● EXTRACTED ENTRIES:
+++

// SafeShelf Core Services

pub mod config_store;
pub mod detection;
pub mod sources;
pub mod text_processor;

pub use config_store::*;
pub use text_processor::*;

pub use detection::{
    aggregate,
    curated_catalog,
    default_vocabulary,
    match_curated,
    scan_terms,
    Classifier,
    CuratedCatalog,
    TermVocabulary,
};
pub use sources::{fetch_text, SourceError, SourceFetch, SourceKind, TextSource};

+++

● INSTRUCTIONS TO FOLLOW: All entries above are to be reproduced exactly.

● EXERCISE ANSWER:
// SafeShelf Core Services

pub mod config_store;
pub mod detection;
pub mod sources;
pub mod text_processor;

pub use config_store::*;
pub use text_processor::*;

pub use detection::{
    aggregate,
    curated_catalog,
    default_vocabulary,
    match_curated,
    scan_terms,
    Classifier,
    CuratedCatalog,
    TermVocabulary,
};
pub use sources::{fetch_text, SourceError, SourceFetch, SourceKind, TextSource};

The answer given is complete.